On Thu, Jul 16, 2015 at 2:19 AM David Woodhouse <dwmw2@infradead.org> wrote:
On Wed, 2015-07-15 at 18:10 -0700, Josh Triplett wrote:
>
> > The point here is whether or not we want to have a way to make all of them be
> > enabled by default instead and see what happens, for example.
>
> To some degree that seems like an admission of defeat: we can't possibly
> do the right thing by default, so we give up and add a way for the user
> to configure it.
>
> We should be selecting the most sensible combination of power and
> performance by default; we should not punt that question to the average
> user, *or* to the distros.

Not to the user, perhaps.
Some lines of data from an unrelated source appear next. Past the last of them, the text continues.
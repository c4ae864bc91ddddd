//! Tracks consecutive failures per story and signals warnings.
//!
//! Grounded on the teacher's failure-policy shape (a small struct carrying
//! a threshold rather than an inline constant, with per-occurrence state
//! tracked alongside it) but simplified to the single counter the core
//! actually needs: stateful across a run, never persisted.

use std::collections::HashMap;

#[derive(Debug, Clone, Copy, PartialEq, Eq)]
pub enum IterationStatus {
    Success,
    Failure,
    Incomplete,
}

#[derive(Debug, Clone, Copy, PartialEq, Eq)]
pub struct OverbakeEvent {
    pub consecutive_failures: u32,
    pub threshold: u32,
    pub overbaked: bool,
    pub should_warn: bool,
}

#[derive(Debug, Default, Clone, Copy)]
struct StoryState {
    consecutive_failures: u32,
    warned: bool,
}

pub struct OverbakingDetector {
    threshold: u32,
    per_story: HashMap<String, StoryState>,
}

impl OverbakingDetector {
    /// Constructs a detector with threshold `T ≥ 1` (default 3). Invalid
    /// thresholds fail construction.
    pub fn new(threshold: u32) -> Result<Self, String> {
        if threshold < 1 {
            return Err(format!("overbake threshold must be >= 1, got {threshold}"));
        }
        Ok(Self {
            threshold,
            per_story: HashMap::new(),
        })
    }

    pub fn record(&mut self, story_id: &str, status: IterationStatus) -> OverbakeEvent {
        let state = self.per_story.entry(story_id.to_string()).or_default();

        if status != IterationStatus::Failure {
            state.consecutive_failures = 0;
            state.warned = false;
            return OverbakeEvent {
                consecutive_failures: 0,
                threshold: self.threshold,
                overbaked: false,
                should_warn: false,
            };
        }

        state.consecutive_failures += 1;
        let overbaked = state.consecutive_failures >= self.threshold;
        let should_warn = overbaked && !state.warned;
        if should_warn {
            state.warned = true;
        }

        OverbakeEvent {
            consecutive_failures: state.consecutive_failures,
            threshold: self.threshold,
            overbaked,
            should_warn,
        }
    }
}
But it's not *so* unreasonable to let each of
the distros tune things for *their* class of users. We might want base
profiles for 'server', 'desktop' and 'laptop on battery' that distros
work from.


We need to be able to give even the distros more help than they have now.  The problem is that the distros simply don't have the knowledge to tune *all* the knobs appropriately.  If we gave them one knob as you suggested (and what Rafael is suggesting) set to a sane default determined by the kernel - they could then use whatever userspace tool to change it based on whatever parameters they want.

But although that's complex, it's not the real problem.

The real problem, as others have said, is when we have power management
features which work fine for 99% of the population, but fail
occasionally on broken hardware.

We can't easily blacklist the known-broken devices or whitelist the
good ones, and we end up having to turn the feature off by default.

Sure, a DMI match on "HP" and "TO BE FILLED BY OEM" would often go a
long way for a certain class of problem, but even that's not sufficient
:)

driver maintainers don't want to maintain blacklist/whitelist because it's hard.  It'd be nice to be able to load a black list or white list of devices from the filesystem like we do with firmware.